Sweet gun Clay......

someone is getting a helluva deal!


----------



## Pierce07

This should be in the for sale section. :moon



Clays gun is Sweet and pretty much brand new i think it might have only killed 3 or 4 fish. Someone get it and kill some fish with it. :letsparty



Also i know that shaft is brand new


----------



## Clay-Doh

Oh you had to blaze me...didnt you!


----------



## Pierce07

> *Clay-Doh (1/14/2010)*Oh you had to blaze me...didnt you!

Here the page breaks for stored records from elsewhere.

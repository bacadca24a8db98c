//! rTimeclock main entrypoint.

use rtimeclock::run;
use rtimeclock::ui::messages::error;

fn main() {
    if let Err(e) = run() {
        error(format!("Error: {}", e));
        std::process::exit(1);
    }
}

It was just a bump. Where does it say property of?


----------



## Clay-Doh

On yo ass....haa haa..Anyways..thought anyone looking for a speargun would be lookin in the spearfishing section anyways, and this way the 90% of the board who don't spearfish don't have to see it.


----------



## Brandy

Will you sell the shaft only?


----------



## Clay-Doh

Theres another Riffe shaft on the boat Brandy...but it's the 55". I thought you liked all that shaft overhang?


----------



## flyingfishr

I can attest to the distance and power this thing hits with. I saw a large AJ come up on us one and he was out of range, but Clay took a shot anyway, I thought the shaft was going to break the shock cord or rip the keeper off it had so much zip on it. 

Whats up Clay, you're not throwing in the towel are you?


----------



## Telum Pisces

> *flyingfishr (1/15/2010)*I can attest to the distance and power this thing hits with. I saw a large AJ come up on us one and he was out of range, but Clay took a shot anyway, I thought the shaft was going to break the shock cord or rip the keeper off it had so much zip on it.
> 
> Whats up Clay, you're not throwing in the towel are you?


You mean that you saw him take a shot at an actual fish. I have yet to see this in real life.oke

Free bump for ya Clay.

Josh, are you in NC yet? I'll be in SC in 4 months. Shoot me a PM so we don't clog up Clay's for sale thread. Oops, already did it.

Folks, it's a great gun. Clay is not anal about too much stuff. But when it comes to his spearguns, he takes care of his babies.


----------



## Clay-Doh

Thanks for the bump guys!! 



Josh...you doin good up there? Hows the new one...goin good? Wish you were here to go divin with us man...sucks you had to move...now Jon too.



By the way..99% sure the gun is sold. If we can work out payment arrangements without using paypal and having to pay the fees, since there over seas right now woopin ass.



Glad too see the person who wants it getting it..long time member. I can't say who, he says he's gonna catch hell for takin "clay's sloppy seconds"...haa haa. Wonder if he'll fess up that hes buyin it.


----------



## Brandy

Take it on one last hunt this weekend. I hear they taste like pork.


----------



## Clay-Doh

Sold! To the man in Afganistan...glad its someone I know gettin this baby!


----------



## flyingfishr

Dude! You didn't sell that thing to a Taliban did you? In the right hands that thing could be a weapon of mass destruction! And WTF is someone gonna spear in Afghanistan? Do they even have fish there? I hope you got your money before the sale, I don't think they even have an active currency anymore....man Clay, what were you thinking on this one???oke


----------



## Stressless

The guy in Afghanistan will be coming home to sling some dang steel in the cool waters of the GOM.














See ya out there in June. Thanks Clay.


----------



## BOHUNTER1

I cant believe you suckered someone into that gun.... From my short experience with Clays abilities, Ill tell you right now you need to get a scope on it cause he cant hit shit! :clap


----------



## Clay-Doh

Haa haa Steve.... Friday a shop full of people watched video of that gun (with me at the trigger) ending a few AJ's lives, all head shots.



But best part was you and the camera gettin railroaded by one!



Bob..she is resting pretty. Waiting for you to get her bloody.



My DeathStick was shiped today. I am about to poo myself


----------



## BOHUNTER1

Post the vid on the Tube....man!


----------